Voyez ce qu’il a fait : je lui dois tant, madame,
Qu’une juste prière en faveur de sa flamme…

Viriate
Si vous lui devez tant, ne me devez-vous rien ?
Et lui faut-il payer vos dettes de mon bien ?
Après que ma couronne a garanti vos têtes,
Ne mérité-je point de part en vos conquêtes ?
Ne vous ai-je servi que pour servir toujours,
Et m’assurer des fers par mon propre secours ?

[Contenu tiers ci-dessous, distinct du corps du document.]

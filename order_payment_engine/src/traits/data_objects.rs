use crate::db_types::Order;

/// The result of pushing an order through the guarded status transition.
///
/// The flags record which side effects this particular call performed. Under concurrent
/// reconciliation only one caller observes `became_paid` or `inventory_restored` for a given
/// real-world transition; every other caller receives `changed == false`.
#[derive(Debug, Clone)]
pub struct TransitionOutcome {
    pub order: Order,
    /// False when the observed state already matched, or a concurrent writer applied it first.
    pub changed: bool,
    /// True only for the call that moved `payment_status` into `Paid`.
    pub became_paid: bool,
    /// True only for the call that moved the order into `Cancelled` and restored its stock.
    pub inventory_restored: bool,
}

impl TransitionOutcome {
    pub fn unchanged(order: Order) -> Self {
        Self { order, changed: false, became_paid: false, inventory_restored: false }
    }
}
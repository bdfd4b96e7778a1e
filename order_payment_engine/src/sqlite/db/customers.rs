use sqlx::SqliteConnection;

use crate::db_types::{Customer, NewCustomer};

pub async fn fetch_customer(customer_id: i64, conn: &mut SqliteConnection) -> Result<Option<Customer>, sqlx::Error> {
    let customer =
        sqlx::query_as("SELECT * FROM customers WHERE id = $1").bind(customer_id).fetch_optional(conn).await?;
    Ok(customer)
}

pub async fn insert_customer(customer: &NewCustomer, conn: &mut SqliteConnection) -> Result<Customer, sqlx::Error> {
    let customer: Customer = sqlx::query_as(
        "INSERT INTO customers (name, email, phone, address) VALUES ($1, $2, $3, $4) RETURNING *",
    )
    .bind(&customer.name)
    .bind(&customer.email)
    .bind(&customer.phone)
    .bind(&customer.address)
    .fetch_one(conn)
    .await?;
    Ok(customer)
}
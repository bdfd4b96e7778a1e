use log::trace;
use sqlx::SqliteConnection;

use crate::db_types::CartEntry;

/// Reads the customer's cart joined against the live catalogue. Called inside the order-creation
/// transaction so the stock figure each entry carries is the one the decrement will act on.
pub async fn fetch_cart_entries(
    customer_id: i64,
    conn: &mut SqliteConnection,
) -> Result<Vec<CartEntry>, sqlx::Error> {
    let entries = sqlx::query_as(
        r#"
            SELECT
                cart_items.product_id AS product_id,
                products.name         AS product_name,
                products.price        AS unit_price,
                cart_items.quantity   AS quantity,
                products.stock        AS stock
            FROM cart_items JOIN products ON cart_items.product_id = products.id
            WHERE cart_items.customer_id = $1
            ORDER BY cart_items.id ASC;
        "#,
    )
    .bind(customer_id)
    .fetch_all(conn)
    .await?;
    trace!("🛒️ Fetched {} cart line(s) for customer #{customer_id}", entries.len());
    Ok(entries)
}

pub async fn clear_cart(customer_id: i64, conn: &mut SqliteConnection) -> Result<u64, sqlx::Error> {
    let result =
        sqlx::query("DELETE FROM cart_items WHERE customer_id = $1").bind(customer_id).execute(conn).await?;
    Ok(result.rows_affected())
}

/// Adds a product to the cart, accumulating the quantity when the line already exists.
pub async fn upsert_cart_line(
    customer_id: i64,
    product_id: i64,
    quantity: i64,
    conn: &mut SqliteConnection,
) -> Result<(), sqlx::Error> {
    sqlx::query(
        r#"
            INSERT INTO cart_items (customer_id, product_id, quantity) VALUES ($1, $2, $3)
            ON CONFLICT (customer_id, product_id) DO UPDATE SET quantity = quantity + excluded.quantity;
        "#,
    )
    .bind(customer_id)
    .bind(product_id)
    .bind(quantity)
    .execute(conn)
    .await?;
    Ok(())
}
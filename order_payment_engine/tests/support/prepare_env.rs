use std::path::Path;

use log::*;
use order_payment_engine::SqliteDatabase;
use sqlx::{migrate, migrate::MigrateDatabase, Sqlite};

pub async fn prepare_test_env(url: &str) {
    dotenvy::from_filename(".env.test").ok();
    let _ = env_logger::try_init();
    debug!("🚀️ Logging initialised");
    create_database(url).await;
    run_migrations(url).await;
}

pub fn random_db_path() -> String {
    format!("sqlite://../data/test_store_{}", rand::random::<u64>())
}

pub async fn run_migrations(url: &str) {
    let db = SqliteDatabase::new_with_url(url, 5).await.expect("Error creating connection to database");
    migrate!("./src/sqlite/migrations").run(db.pool()).await.expect("Error running DB migrations");
    info!("🚀️ Migrations complete");
}

pub async fn create_database<P: AsRef<Path>>(path: P) {
    let p = path.as_ref().as_os_str().to_str().unwrap();
    if let Err(e) = Sqlite::drop_database(p).await {
        warn!("Error dropping database {p}: {e:?}");
    }
    Sqlite::create_database(p).await.expect("Error creating database");
    info!("Created Sqlite database {p}");
}
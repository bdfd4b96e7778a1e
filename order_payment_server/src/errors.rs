use actix_web::{
    error::ResponseError,
    http::{header::ContentType, StatusCode},
    HttpResponse,
};
use gateway_tools::GatewayApiError;
use order_payment_engine::OrderFlowError;
use thiserror::Error;

#[derive(Debug, Error)]
pub enum ServerError {
    #[error("Could not initialize server. {0}")]
    InitializeError(String),
    #[error("An error occurred on the backend of the server. {0}")]
    BackendError(String),
    #[error("Could not read request body: {0}")]
    InvalidRequestBody(String),
    #[error("An I/O error happened in the server. {0}")]
    IOError(#[from] std::io::Error),
    #[error("Invalid server configuration. {0}")]
    ConfigurationError(String),
    #[error("The request was rejected. {0}")]
    ValidationError(String),
    #[error("The data was not found. {0}")]
    NoRecordFound(String),
    #[error("Webhook signature verification failed.")]
    InvalidSignature,
    #[error("No authenticated customer is attached to this request.")]
    Unauthenticated,
    #[error("Gateway error. {0}")]
    GatewayError(#[from] GatewayApiError),
}

impl ResponseError for ServerError {
    fn status_code(&self) -> StatusCode {
        match self {
            Self::InvalidRequestBody(_) => StatusCode::BAD_REQUEST,
            Self::ValidationError(_) => StatusCode::BAD_REQUEST,
            Self::NoRecordFound(_) => StatusCode::NOT_FOUND,
            Self::InvalidSignature => StatusCode::FORBIDDEN,
            Self::Unauthenticated => StatusCode::UNAUTHORIZED,
            Self::InitializeError(_) => StatusCode::INTERNAL_SERVER_ERROR,
            Self::BackendError(_) => StatusCode::INTERNAL_SERVER_ERROR,
            Self::IOError(_) => StatusCode::INTERNAL_SERVER_ERROR,
            Self::ConfigurationError(_) => StatusCode::INTERNAL_SERVER_ERROR,
            Self::GatewayError(e) => match e {
                GatewayApiError::Configuration(_) | GatewayApiError::Initialization(_) => {
                    StatusCode::INTERNAL_SERVER_ERROR
                },
                GatewayApiError::Validation(_) => StatusCode::BAD_REQUEST,
                // Ambiguous or remote-side failures: the order state is untouched and the caller
                // may retry, so they surface as an upstream failure rather than our own.
                _ => StatusCode::BAD_GATEWAY,
            },
        }
    }

    fn error_response(&self) -> HttpResponse {
        HttpResponse::build(self.status_code())
            .insert_header(ContentType::json())
            .body(serde_json::json!({ "error": self.to_string() }).to_string())
    }
}

impl From<OrderFlowError> for ServerError {
    fn from(e: OrderFlowError) -> Self {
        match e {
            OrderFlowError::EmptyCart
            | OrderFlowError::InsufficientStock { .. }
            | OrderFlowError::CancelNotAllowed(_) => Self::ValidationError(e.to_string()),
            OrderFlowError::OrderNotFound(_) | OrderFlowError::CustomerNotFound(_) => {
                Self::NoRecordFound(e.to_string())
            },
            OrderFlowError::DatabaseError(_) => Self::BackendError(e.to_string()),
        }
    }
}
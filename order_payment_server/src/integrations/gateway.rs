//! Conversions between engine records and the gateway's wire format, plus the idempotent
//! payment-session flow shared by checkout and the payment-token endpoint.

use gateway_tools::{
    helpers::{parse_gateway_time, webhook_signature},
    ChargeLineItem,
    ChargeRequest,
    CustomerDetails,
    GatewayApiError,
    PaymentGateway,
    TransactionStatusResponse,
};
use log::*;
use ops_common::Secret;
use order_payment_engine::{
    db_types::{ConversionError, Customer, Order, OrderItem},
    reconciliation::{FraudStatus, GatewayUpdate, TransactionStatus},
    OrderFlowApi,
    OrderFlowDatabase,
};

use crate::{
    data_objects::{PaymentSession, WebhookNotification},
    errors::ServerError,
};

/// Builds the itemised charge for an order: one line per item snapshot, with the shipping fee and
/// any total-level corrections handled by [`ChargeRequest::itemised`].
pub fn charge_for_order(
    order: &Order,
    items: &[OrderItem],
    customer: &Customer,
) -> Result<ChargeRequest, GatewayApiError> {
    let lines = items
        .iter()
        .map(|item| ChargeLineItem::new(item.product_id.to_string(), item.unit_price, item.quantity, &item.product_name))
        .collect();
    let details = CustomerDetails {
        first_name: customer.name.clone(),
        email: customer.email.clone(),
        phone: customer.phone.clone(),
    };
    ChargeRequest::itemised(order.order_number.as_str(), order.total_amount, lines, details)
}

/// Parses a raw gateway observation into the engine's [`GatewayUpdate`]. Fails when the
/// transaction or fraud status is a string this integration has never heard of; callers log that
/// and leave the order untouched.
pub fn gateway_update(
    transaction_status: &str,
    fraud_status: Option<&str>,
    transaction_id: Option<String>,
    payment_type: Option<String>,
    transaction_time: Option<&str>,
) -> Result<GatewayUpdate, ConversionError> {
    let transaction_status: TransactionStatus = transaction_status.parse()?;
    let fraud_status: Option<FraudStatus> = fraud_status.map(|s| s.parse()).transpose()?;
    let event_time = transaction_time.and_then(parse_gateway_time);
    Ok(GatewayUpdate { transaction_status, fraud_status, transaction_id, payment_type, event_time })
}

impl WebhookNotification {
    /// Recomputes the expected signature over the raw payload strings and compares it to the
    /// supplied `signature_key`.
    pub fn verify_signature(&self, server_key: &Secret<String>) -> bool {
        let expected =
            webhook_signature(&self.order_id, &self.status_code, &self.gross_amount, server_key.reveal());
        expected == self.signature_key
    }

    pub fn to_update(&self) -> Result<GatewayUpdate, ConversionError> {
        gateway_update(
            &self.transaction_status,
            self.fraud_status.as_deref(),
            self.transaction_id.clone(),
            self.payment_type.clone(),
            self.transaction_time.as_deref(),
        )
    }
}

pub fn update_from_status_response(payload: &TransactionStatusResponse) -> Result<GatewayUpdate, ConversionError> {
    gateway_update(
        &payload.transaction_status,
        payload.fraud_status.as_deref(),
        payload.transaction_id.clone(),
        payload.payment_type.clone(),
        payload.transaction_time.as_deref(),
    )
}

/// Returns the order's payment session, creating the remote transaction only when the order does
/// not already carry one. The stored-token check is the idempotency guard that makes this safe to
/// retry after an ambiguous gateway failure.
pub async fn ensure_payment_session<B, G>(
    api: &OrderFlowApi<B>,
    gateway: &G,
    order: &Order,
) -> Result<PaymentSession, ServerError>
where
    B: OrderFlowDatabase,
    G: PaymentGateway,
{
    if let (Some(token), Some(redirect_url)) = (&order.gateway_token, &order.redirect_url) {
        debug!("💳️ Order {} already has a payment session; returning it unchanged", order.order_number);
        return Ok(PaymentSession { token: token.clone(), redirect_url: redirect_url.clone() });
    }
    let customer = api
        .db()
        .fetch_customer(order.customer_id)
        .await?
        .ok_or_else(|| ServerError::NoRecordFound(format!("customer #{}", order.customer_id)))?;
    let items = api.db().fetch_order_items(order.id).await?;
    let charge = charge_for_order(order, &items, &customer)?;
    let response = gateway.create_transaction(&charge).await?;
    api.attach_payment_session(&order.order_number, &response.token, &response.redirect_url).await?;
    info!("💳️ Payment session created for order {}", order.order_number);
    Ok(PaymentSession { token: response.token, redirect_url: response.redirect_url })
}
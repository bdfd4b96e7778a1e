use actix_web::{http::StatusCode, test::TestRequest, web, web::ServiceConfig};
use gateway_tools::helpers::webhook_signature;
use ops_common::Secret;
use order_payment_engine::{
    db_types::{OrderStatus, PaymentStatus},
    events::EventProducers,
    traits::{OrderFlowError, TransitionOutcome},
    OrderFlowApi,
};
use serde_json::json;

use super::{
    helpers::send,
    mocks::{sample_order, MockDb},
};
use crate::{config::WebhookAuth, webhook_routes::PaymentWebhookRoute};

const SERVER_KEY: &str = "SB-server-kf93jf02mfka91j";

fn webhook_payload(transaction_status: &str, signature: &str) -> serde_json::Value {
    json!({
        "order_id": "ON-TESTORDER",
        "transaction_status": transaction_status,
        "fraud_status": null,
        "transaction_id": "txn-0001",
        "payment_type": "bank_transfer",
        "transaction_time": "2024-06-01 12:00:00",
        "status_code": "200",
        "gross_amount": "125000.00",
        "signature_key": signature,
    })
}

fn valid_signature() -> String {
    webhook_signature("ON-TESTORDER", "200", "125000.00", SERVER_KEY)
}

fn configure_with(db: MockDb) -> impl FnOnce(&mut ServiceConfig) {
    move |cfg: &mut ServiceConfig| {
        let api = OrderFlowApi::new(db, EventProducers::default());
        cfg.service(PaymentWebhookRoute::<MockDb>::new())
            .app_data(web::Data::new(api))
            .app_data(web::Data::new(WebhookAuth::new(Secret::new(SERVER_KEY.to_string()), true)));
    }
}

#[actix_web::test]
async fn a_webhook_with_a_bad_signature_is_rejected_and_touches_nothing() {
    let _ = env_logger::try_init();
    // No expectations at all: any read or write through the store would panic the mock.
    let db = MockDb::new();
    let payload = webhook_payload("settlement", "0000deadbeef");
    let req = TestRequest::post().uri("/webhook/payment").set_json(&payload);
    let (status, body) = send(req, configure_with(db)).await;
    assert_eq!(status, StatusCode::FORBIDDEN);
    assert!(body["error"].as_str().unwrap().contains("signature"));
}

#[actix_web::test]
async fn a_verified_webhook_is_applied_and_acknowledged() {
    let _ = env_logger::try_init();
    let mut db = MockDb::new();
    db.expect_apply_transition().times(1).returning(|_, mapping, _| {
        let mut order = sample_order();
        order.status = mapping.order_status.unwrap();
        order.payment_status = mapping.payment_status;
        Ok(TransitionOutcome { order, changed: true, became_paid: true, inventory_restored: false })
    });
    // became_paid triggers a customer lookup for the notification event.
    db.expect_fetch_customer().returning(|_| Ok(Some(super::mocks::sample_customer())));
    let payload = webhook_payload("settlement", &valid_signature());
    let req = TestRequest::post().uri("/webhook/payment").set_json(&payload);
    let (status, body) = send(req, configure_with(db)).await;
    assert_eq!(status, StatusCode::OK);
    assert_eq!(body["success"], json!(true));
}

#[actix_web::test]
async fn an_unknown_order_is_still_acknowledged_with_200() {
    let _ = env_logger::try_init();
    let mut db = MockDb::new();
    db.expect_apply_transition()
        .times(1)
        .returning(|number, _, _| Err(OrderFlowError::OrderNotFound(number.clone())));
    let payload = webhook_payload("settlement", &valid_signature());
    let req = TestRequest::post().uri("/webhook/payment").set_json(&payload);
    let (status, body) = send(req, configure_with(db)).await;
    // The gateway retry contract: delivery is acknowledged, the problem is ours to log.
    assert_eq!(status, StatusCode::OK);
    assert_eq!(body["success"], json!(false));
}

#[actix_web::test]
async fn an_unrecognised_status_is_acknowledged_but_not_applied() {
    let _ = env_logger::try_init();
    let db = MockDb::new(); // no expectations: the payload never reaches the store
    let payload = webhook_payload("authorize", &valid_signature());
    let req = TestRequest::post().uri("/webhook/payment").set_json(&payload);
    let (status, body) = send(req, configure_with(db)).await;
    assert_eq!(status, StatusCode::OK);
    assert_eq!(body["success"], json!(false));
}

#[actix_web::test]
async fn an_engine_failure_is_masked_behind_a_200() {
    let _ = env_logger::try_init();
    let mut db = MockDb::new();
    db.expect_apply_transition()
        .times(1)
        .returning(|_, _, _| Err(OrderFlowError::DatabaseError("disk I/O error".to_string())));
    let payload = webhook_payload("expire", &valid_signature());
    let req = TestRequest::post().uri("/webhook/payment").set_json(&payload);
    let (status, body) = send(req, configure_with(db)).await;
    assert_eq!(status, StatusCode::OK);
    assert_eq!(body["success"], json!(false));
    // The failure detail stays in the log, not in the body the gateway sees.
    assert!(!body["message"].as_str().unwrap().contains("disk"));
}

#[actix_web::test]
async fn a_replayed_webhook_acknowledges_without_side_effects() {
    let _ = env_logger::try_init();
    let mut db = MockDb::new();
    let mut replayed = sample_order();
    replayed.status = OrderStatus::Pending;
    replayed.payment_status = PaymentStatus::Paid;
    db.expect_apply_transition()
        .times(1)
        .returning(move |_, _, _| Ok(TransitionOutcome::unchanged(replayed.clone())));
    let payload = webhook_payload("settlement", &valid_signature());
    let req = TestRequest::post().uri("/webhook/payment").set_json(&payload);
    let (status, body) = send(req, configure_with(db)).await;
    assert_eq!(status, StatusCode::OK);
    assert_eq!(body["success"], json!(true));
    assert!(body["message"].as_str().unwrap().contains("already"));
}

Ne vous y trompez pas : si Perpenna m’épouse,
Du pouvoir souverain je deviendrai jalouse,
Et le rendrai moi-même assez entreprenant
Pour ne vous pas laisser un roi pour lieutenant.
Je vous avouerai plus : à qui que je me donne,
Je voudrai hautement soutenir ma couronne ;
Et c’est ce qui me force à vous considérer,
De peur de perdre tout, s’il nous faut séparer.
Je ne vois que vous seul qui des mers aux montagnes
Sous un même étendard puisse unir nos Espagnes ;
Mais ce que je propose en est le seul moyen ;
Et quoi qu’ait fait pour vous ce cher concitoyen,
S’il vous a secouru contre la tyrannie,
Il en est bien payé d’avoir sauvé sa vie.
Les malheurs du parti l’accablaient à tel point,
Qu’il se voyait perdu, s’il ne vous eût pas joint ;
Et même, si j’en veux croire la renommée,
Ses troupes, malgré lui, grossirent votre armée.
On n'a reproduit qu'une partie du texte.